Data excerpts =
>>>
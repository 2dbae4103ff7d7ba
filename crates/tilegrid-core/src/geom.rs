//! Cell coordinates and rectangular cell ranges.
//!
//! Coordinates are signed so that a step past an edge can be represented and
//! then rejected by a bounds check instead of wrapping.

use std::fmt;
use std::ops::{Add, Sub};

/// A cell coordinate. X grows right and Y grows up, so the row with the
/// largest `y` is the top edge of a grid.
#[derive(Copy, Clone, Debug, Default, PartialEq, Eq, Hash)]
#[cfg_attr(feature = "serde", derive(serde::Serialize, serde::Deserialize))]
pub struct Point {
    pub x: i32,
    pub y: i32,
}

impl Point {
    pub const ZERO: Self = Self { x: 0, y: 0 };

    #[inline]
    pub const fn new(x: i32, y: i32) -> Self {
        Self { x, y }
    }
}

impl fmt::Display for Point {
    fn fmt(&self, f: &mut fmt::Formatter<'_>) -> fmt::Result {
        write!(f, "({}, {})", self.x, self.y)
    }
}

impl Add for Point {
    type Output = Self;
    #[inline]
    fn add(self, rhs: Self) -> Self {
        Self::new(self.x + rhs.x, self.y + rhs.y)
    }
}

impl Sub for Point {
    type Output = Self;
    #[inline]
    fn sub(self, rhs: Self) -> Self {
        Self::new(self.x - rhs.x, self.y - rhs.y)
    }
}

impl From<(i32, i32)> for Point {
    fn from((x, y): (i32, i32)) -> Self {
        Self::new(x, y)
    }
}

/// Cells `min.x <= x < max.x`, `min.y <= y < max.y`.
///
/// A range with no cells is normalized to `Range::default()` by
/// [`intersect`](Range::intersect), which is how [`GridTopology`] clips
/// requests to the grid.
///
/// [`GridTopology`]: crate::GridTopology
#[derive(Copy, Clone, Debug, Default, PartialEq, Eq, Hash)]
#[cfg_attr(feature = "serde", derive(serde::Serialize, serde::Deserialize))]
pub struct Range {
    pub min: Point,
    pub max: Point,
}

impl Range {
    /// Range spanned by two opposite corners, given in any order.
    #[inline]
    pub fn new(x0: i32, y0: i32, x1: i32, y1: i32) -> Self {
        Self {
            min: Point::new(x0.min(x1), y0.min(y1)),
            max: Point::new(x0.max(x1), y0.max(y1)),
        }
    }

    /// Range from one half-open span per axis. Spans are taken as given, so
    /// an inverted span makes the range empty.
    #[inline]
    pub fn from_spans(xs: std::ops::Range<i32>, ys: std::ops::Range<i32>) -> Self {
        Self {
            min: Point::new(xs.start, ys.start),
            max: Point::new(xs.end, ys.end),
        }
    }

    #[inline]
    pub fn width(self) -> i32 {
        self.max.x - self.min.x
    }

    #[inline]
    pub fn is_empty(self) -> bool {
        self.min.x >= self.max.x || self.min.y >= self.max.y
    }

    /// Number of cells covered.
    #[inline]
    pub fn len(self) -> usize {
        if self.is_empty() {
            0
        } else {
            self.width() as usize * (self.max.y - self.min.y) as usize
        }
    }

    #[inline]
    pub fn contains(self, p: Point) -> bool {
        (self.min.x..self.max.x).contains(&p.x) && (self.min.y..self.max.y).contains(&p.y)
    }

    /// Cells covered by both ranges; `Range::default()` when they are
    /// disjoint.
    pub fn intersect(self, other: Range) -> Self {
        let clipped = Self {
            min: Point::new(self.min.x.max(other.min.x), self.min.y.max(other.min.y)),
            max: Point::new(self.max.x.min(other.max.x), self.max.y.min(other.max.y)),
        };
        if clipped.is_empty() {
            Self::default()
        } else {
            clipped
        }
    }

    /// Cells in ascending `(y, x)` order, which is flattened-index order.
    #[inline]
    pub fn iter(self) -> RangeIter {
        RangeIter {
            range: self,
            next: self.min,
        }
    }
}

/// Iterator returned by [`Range::iter`].
#[derive(Clone, Debug)]
pub struct RangeIter {
    range: Range,
    next: Point,
}

impl Iterator for RangeIter {
    type Item = Point;

    fn next(&mut self) -> Option<Point> {
        if self.range.is_empty() || self.next.y >= self.range.max.y {
            return None;
        }
        let p = self.next;
        self.next.x += 1;
        if self.next.x == self.range.max.x {
            self.next = Point::new(self.range.min.x, self.next.y + 1);
        }
        Some(p)
    }

    fn size_hint(&self) -> (usize, Option<usize>) {
        let left = if self.range.is_empty() || self.next.y >= self.range.max.y {
            0
        } else {
            let rows_after = (self.range.max.y - self.next.y - 1) as usize;
            (self.range.max.x - self.next.x) as usize + rows_after * self.range.width() as usize
        };
        (left, Some(left))
    }
}

impl ExactSizeIterator for RangeIter {}
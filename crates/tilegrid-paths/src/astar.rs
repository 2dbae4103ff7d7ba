use std::collections::BinaryHeap;

use tilegrid_core::GridTopology;

use crate::distance::octile;
use crate::node::{Node, NodeRef};
use crate::result::PathResult;
use crate::traits::AstarNavigable;

/// What to search for: endpoints and the opaque tag handed to the
/// passability check.
#[derive(Debug, Clone, PartialEq, Eq)]
#[cfg_attr(feature = "serde", derive(serde::Serialize, serde::Deserialize))]
pub struct PathRequest {
    pub source: usize,
    pub destination: usize,
    pub tag: String,
}

impl PathRequest {
    pub fn new(source: usize, destination: usize, tag: impl Into<String>) -> Self {
        Self {
            source,
            destination,
            tag: tag.into(),
        }
    }
}

/// Compute the cheapest 8-directional path for `request` using A*.
///
/// Straight steps cost 10 and diagonal steps 14; the same octile formula is
/// the heuristic. Every cell entered after the source, the destination
/// included, must pass `navigable` for the request tag. Among open nodes of
/// equal f-cost, the one that entered the open set first is expanded first.
///
/// Returns an empty [`PathResult`] when the destination cannot be reached,
/// and a single-cell path when source and destination coincide.
pub fn astar_path<N>(topology: &GridTopology, navigable: &N, request: &PathRequest) -> PathResult
where
    N: AstarNavigable + ?Sized,
{
    let start_idx = request.source;
    let goal_idx = request.destination;
    if !topology.contains_index(start_idx) || !topology.contains_index(goal_idx) {
        log::warn!(
            "astar: endpoints {start_idx} -> {goal_idx} outside a {}x{} grid",
            topology.width(),
            topology.height()
        );
        return PathResult::unreachable();
    }

    let goal = topology.coords_of(goal_idx);
    let mut nodes = vec![Node::default(); topology.cell_count()];
    let mut open: BinaryHeap<NodeRef> = BinaryHeap::new();
    let mut next_order = 0;

    {
        let start = &mut nodes[start_idx];
        start.g = 0;
        start.h = octile(topology.coords_of(start_idx), goal);
        start.open = true;
        start.order = next_order;
        next_order += 1;
        open.push(NodeRef {
            idx: start_idx,
            f: start.f(),
            order: start.order,
        });
    }

    while let Some(current) = open.pop() {
        let ci = current.idx;

        // Skip entries superseded by a cheaper relaxation.
        if !nodes[ci].open || nodes[ci].f() != current.f {
            continue;
        }

        if ci == goal_idx {
            let result = reconstruct(&nodes, goal_idx);
            log::debug!(
                "astar: {start_idx} -> {goal_idx} found {} cells, cost {}",
                result.len(),
                nodes[goal_idx].g
            );
            return result;
        }

        nodes[ci].open = false;
        nodes[ci].closed = true;
        let current_g = nodes[ci].g;
        let cp = topology.coords_of(ci);
        log::trace!("astar: expand {ci} at {cp} g={current_g} f={}", current.f);

        for ni in topology.neighbors8(ci).into_iter().flatten() {
            if !navigable.is_navigable(ni, &request.tag) || nodes[ni].closed {
                continue;
            }

            let np = topology.coords_of(ni);
            let tentative_g = current_g + octile(cp, np);
            let n = &mut nodes[ni];
            if tentative_g >= n.g {
                continue;
            }

            n.parent = Some(ci);
            n.g = tentative_g;
            n.h = octile(np, goal);
            if !n.open {
                n.open = true;
                n.order = next_order;
                next_order += 1;
            }
            open.push(NodeRef {
                idx: ni,
                f: n.f(),
                order: n.order,
            });
        }
    }

    log::debug!("astar: {start_idx} -> {goal_idx} unreachable");
    PathResult::unreachable()
}

fn reconstruct(nodes: &[Node], goal_idx: usize) -> PathResult {
    let mut path = Vec::new();
    let mut cursor = Some(goal_idx);
    while let Some(ci) = cursor {
        path.push(ci);
        cursor = nodes[ci].parent;
    }
    path.reverse();
    PathResult {
        path,
        cost: Some(nodes[goal_idx].g),
    }
}
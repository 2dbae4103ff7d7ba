//! Pathfinding and movement-range algorithms for tile-based games.
//!
//! Every algorithm is a plain function over a [`GridTopology`] and a
//! caller-supplied capability:
//!
//! - **A\*** shortest paths over 8-directional movement ([`astar_path`])
//! - **Flood fill** movement ranges from one or more sources, layered by
//!   distance, with optional per-cell penalties ([`flood_fill`],
//!   [`flood_fill_filtered`])
//! - **Curved paths**: the cells under a cubic Bézier curve ([`curved_path`])
//!
//! Each call builds and owns its working state, so calls are independent of
//! one another and may run concurrently against the same topology.
//!
//! # Capabilities
//!
//! | Trait | Used by | Implemented for |
//! |---|---|---|
//! | [`AstarNavigable`] | A* | `Fn(usize, &str) -> bool`, `[T: AstarCell]` |
//! | [`FloodFillNavigable`] | flood fill | `Fn(usize, &str) -> i32`, `[T: FloodFillCell]` |
//! | [`ResultFilter`] | [`flood_fill_filtered`] | `Fn(FloodFillResult) -> FloodFillResult` |
//!
//! [`GridTopology`]: tilegrid_core::GridTopology

mod astar;
mod curve;
mod distance;
mod floodfill;
mod node;
mod result;
mod traits;

pub use astar::{PathRequest, astar_path};
pub use curve::{CurvePath, curved_path};
pub use distance::{DIAGONAL_COST, STRAIGHT_COST, chebyshev, manhattan, octile};
pub use floodfill::{FloodFillRequest, flood_fill, flood_fill_filtered};
pub use result::{FloodFillResult, PathResult};
pub use traits::{AstarCell, AstarNavigable, FloodFillCell, FloodFillNavigable, ResultFilter};
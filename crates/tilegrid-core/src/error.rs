//! Errors raised while building a [`GridTopology`](crate::GridTopology).

use thiserror::Error;

/// Errors that can occur when constructing a grid topology.
#[derive(Debug, Clone, PartialEq, Eq, Error)]
pub enum TopologyError {
    /// One or both dimensions are zero or negative.
    #[error("invalid grid dimensions {width}x{height}: both must be positive")]
    InvalidDimensions { width: i32, height: i32 },
}
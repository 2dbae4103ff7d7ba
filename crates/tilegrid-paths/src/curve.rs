//! Grid cells along a cubic Bézier curve.

use tilegrid_core::{GridTopology, Point};

/// Control points of a curved path. `arc1` and `arc2` shape the curve and
/// may lie outside the grid.
#[derive(Debug, Clone, Copy, PartialEq)]
#[cfg_attr(feature = "serde", derive(serde::Serialize, serde::Deserialize))]
pub struct CurvePath {
    pub source: Point,
    pub arc1: Point,
    pub arc2: Point,
    pub destination: Point,
    /// Samples per unit of control-polygon length.
    pub resolution: f32,
}

/// Cells crossed by the Bézier curve described by `curve`, in order of first
/// visit and without repeats. Samples round to the nearest cell, halves to
/// the even coordinate; samples that land outside the grid are skipped.
pub fn curved_path(topology: &GridTopology, curve: &CurvePath) -> Vec<usize> {
    let p1 = to_f32(curve.source);
    let p2 = to_f32(curve.arc1);
    let p3 = to_f32(curve.arc2);
    let p4 = to_f32(curve.destination);

    let length = distance(p1, p2) + distance(p2, p3) + distance(p3, p4);
    let samples = (length * curve.resolution).ceil().max(0.0) as usize;

    let mut points = Vec::with_capacity(samples + 2);
    points.push(p1);
    for i in 1..samples {
        points.push(bezier(i as f32 / samples as f32, p1, p2, p3, p4));
    }
    points.push(p4);

    let mut visited = vec![false; topology.cell_count()];
    let mut path = Vec::new();
    for (x, y) in points {
        let cell = Point::new(x.round_ties_even() as i32, y.round_ties_even() as i32);
        if !topology.in_bounds(cell) {
            continue;
        }
        let index = topology.index_of(cell);
        if !visited[index] {
            visited[index] = true;
            path.push(index);
        }
    }

    log::debug!(
        "curved path {} -> {}: {samples} samples, {} cells",
        curve.source,
        curve.destination,
        path.len()
    );
    path
}

#[inline]
fn to_f32(p: Point) -> (f32, f32) {
    (p.x as f32, p.y as f32)
}

#[inline]
fn distance(a: (f32, f32), b: (f32, f32)) -> f32 {
    (a.0 - b.0).hypot(a.1 - b.1)
}

fn bezier(t: f32, p1: (f32, f32), p2: (f32, f32), p3: (f32, f32), p4: (f32, f32)) -> (f32, f32) {
    let u = 1.0 - t;
    let w1 = u * u * u;
    let w2 = 3.0 * u * u * t;
    let w3 = 3.0 * u * t * t;
    let w4 = t * t * t;
    (
        w1 * p1.0 + w2 * p2.0 + w3 * p3.0 + w4 * p4.0,
        w1 * p1.1 + w2 * p2.1 + w3 * p3.1 + w4 * p4.1,
    )
}
//! Values returned by the search engines.

/// A shortest path found by [`astar_path`](crate::astar_path).
#[derive(Debug, Clone, Default, PartialEq, Eq)]
#[cfg_attr(feature = "serde", derive(serde::Serialize, serde::Deserialize))]
pub struct PathResult {
    /// Cell indices from source to destination, both included. Empty if the
    /// destination is unreachable.
    pub path: Vec<usize>,
    /// Total movement cost of `path`, `None` when there is no path.
    pub cost: Option<i32>,
}

impl PathResult {
    /// The "no path" result.
    pub fn unreachable() -> Self {
        Self::default()
    }

    #[inline]
    pub fn is_empty(&self) -> bool {
        self.path.is_empty()
    }

    /// Number of cells on the path, endpoints included.
    #[inline]
    pub fn len(&self) -> usize {
        self.path.len()
    }

    /// Number of moves, one less than the number of cells.
    #[inline]
    pub fn steps(&self) -> usize {
        self.path.len().saturating_sub(1)
    }

    #[inline]
    pub fn source(&self) -> Option<usize> {
        self.path.first().copied()
    }

    #[inline]
    pub fn destination(&self) -> Option<usize> {
        self.path.last().copied()
    }
}

/// Cells reachable by a [`flood_fill`](crate::flood_fill), grouped by distance.
#[derive(Debug, Clone, Default, PartialEq, Eq)]
#[cfg_attr(feature = "serde", derive(serde::Serialize, serde::Deserialize))]
pub struct FloodFillResult {
    /// The request key, echoed back.
    pub key: String,
    /// `layers[k]` holds the cells first reached after `k + 1` steps from the
    /// nearest source. Each cell appears in at most one layer.
    pub layers: Vec<Vec<usize>>,
    /// Reached cells from which the fill could not expand any further.
    pub outer: Vec<usize>,
}

impl FloodFillResult {
    /// An empty result carrying `key`.
    pub fn empty(key: impl Into<String>) -> Self {
        Self {
            key: key.into(),
            ..Self::default()
        }
    }

    /// Whether no cell was reached.
    pub fn is_empty(&self) -> bool {
        self.layers.iter().all(Vec::is_empty)
    }

    /// Whether `index` is in any layer.
    pub fn contains(&self, index: usize) -> bool {
        self.layers.iter().any(|layer| layer.contains(&index))
    }

    /// The layer holding `index`, i.e. its distance minus one.
    pub fn distance_of(&self, index: usize) -> Option<usize> {
        self.layers.iter().position(|layer| layer.contains(&index))
    }

    /// The cells of layer `k`, if it exists.
    pub fn layer(&self, k: usize) -> Option<&[usize]> {
        self.layers.get(k).map(Vec::as_slice)
    }

    /// Every reached cell, layer by layer.
    pub fn all_cells(&self) -> Vec<usize> {
        self.layers.concat()
    }

    /// Total number of reached cells.
    pub fn cell_count(&self) -> usize {
        self.layers.iter().map(Vec::len).sum()
    }

    /// Look the reached cells up in a view indexed by flattened index.
    /// Indices outside `view` are skipped.
    pub fn cells_in<'a, T>(&self, view: &'a [T]) -> Vec<&'a T> {
        self.layers
            .iter()
            .flatten()
            .filter_map(|&i| view.get(i))
            .collect()
    }
}
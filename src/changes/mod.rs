//! Change descriptors produced by the canvas, and the reducers that apply them.
//!
//! Each batch is applied in order against a copy of the previous collection. Items
//! a batch does not touch come back equal to what went in, and descriptors that name
//! an id the collection does not hold are dropped without error. A node deleted while
//! its drag event is still in flight is an expected race, not a failure.

use ahash::AHashMap;

mod edge;
mod node;

pub use edge::{EdgeChange, apply_edge_changes};
pub use node::{NodeChange, apply_node_changes};

/// Common surface of the items a change batch can target.
pub(crate) trait Identified: Clone {
    fn id(&self) -> &str;
    fn set_id(&mut self, id: &str);
    fn set_selected(&mut self, selected: bool);
}

/// Working copy of a collection while a change batch is applied.
///
/// Removed items leave an empty slot behind so the id index stays valid until the
/// batch is finished.
pub(crate) struct ChangeSlots<T: Identified> {
    slots: Vec<Option<T>>,
    index: AHashMap<String, usize>,
}

impl<T: Identified> ChangeSlots<T> {
    pub(crate) fn new(items: &[T]) -> Self {
        let slots: Vec<Option<T>> = items.iter().cloned().map(Some).collect();
        let mut index = AHashMap::with_capacity(items.len());
        for (i, item) in items.iter().enumerate() {
            // First occurrence wins if a collection already holds duplicates.
            index.entry(item.id().to_string()).or_insert(i);
        }
        Self { slots, index }
    }

    /// Mutable access to the live item with `id`, if any.
    pub(crate) fn get_mut(&mut self, id: &str) -> Option<&mut T> {
        let slot = *self.index.get(id)?;
        self.slots[slot].as_mut()
    }

    pub(crate) fn add(&mut self, item: T) {
        if self.index.contains_key(item.id()) {
            log::debug!("Ignoring add for '{}': id already present", item.id());
            return;
        }
        self.index.insert(item.id().to_string(), self.slots.len());
        self.slots.push(Some(item));
    }

    pub(crate) fn remove(&mut self, id: &str) {
        match self.index.remove(id) {
            Some(slot) => self.slots[slot] = None,
            None => log::trace!("Ignoring remove for unknown id '{}'", id),
        }
    }

    pub(crate) fn select(&mut self, id: &str, selected: bool) {
        self.update(id, |item| item.set_selected(selected));
    }

    pub(crate) fn replace(&mut self, id: &str, mut item: T) {
        item.set_id(id);
        self.update(id, |current| *current = item);
    }

    /// Runs `f` on the item with `id`, or logs and skips when it is absent.
    pub(crate) fn update(&mut self, id: &str, f: impl FnOnce(&mut T)) {
        match self.get_mut(id) {
            Some(item) => f(item),
            None => log::trace!("Ignoring change for unknown id '{}'", id),
        }
    }

    pub(crate) fn finish(self) -> Vec<T> {
        self.slots.into_iter().flatten().collect()
    }
}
<<<
WHAT YOU ARE ASKED TO DO = With the line containing "pub(crate) fn new(items: &[T])" as the first and the final line of the records as the last, copy that span exactly and nothing more.

EXERCISE RESULT =
    pub(crate) fn new(items: &[T]) -> Self {
        let slots: Vec<Option<T>> = items.iter().cloned().map(Some).collect();
        let mut index = AHashMap::with_capacity(items.len());
        for (i, item) in items.iter().enumerate() {
            // First occurrence wins if a collection already holds duplicates.
            index.entry(item.id().to_string()).or_insert(i);
        }
        Self { slots, index }
    }

    /// Mutable access to the live item with `id`, if any.
    pub(crate) fn get_mut(&mut self, id: &str) -> Option<&mut T> {
        let slot = *self.index.get(id)?;
        self.slots[slot].as_mut()
    }

    pub(crate) fn add(&mut self, item: T) {
        if self.index.contains_key(item.id()) {
            log::debug!("Ignoring add for '{}': id already present", item.id());
            return;
        }
        self.index.insert(item.id().to_string(), self.slots.len());
        self.slots.push(Some(item));
    }

    pub(crate) fn remove(&mut self, id: &str) {
        match self.index.remove(id) {
            Some(slot) => self.slots[slot] = None,
            None => log::trace!("Ignoring remove for unknown id '{}'", id),
        }
    }

    pub(crate) fn select(&mut self, id: &str, selected: bool) {
        self.update(id, |item| item.set_selected(selected));
    }

    pub(crate) fn replace(&mut self, id: &str, mut item: T) {
        item.set_id(id);
        self.update(id, |current| *current = item);
    }

    /// Runs `f` on the item with `id`, or logs and skips when it is absent.
    pub(crate) fn update(&mut self, id: &str, f: impl FnOnce(&mut T)) {
        match self.get_mut(id) {
            Some(item) => f(item),
            None => log::trace!("Ignoring change for unknown id '{}'", id),
        }
    }

    pub(crate) fn finish(self) -> Vec<T> {
        self.slots.into_iter().flatten().collect()
    }
}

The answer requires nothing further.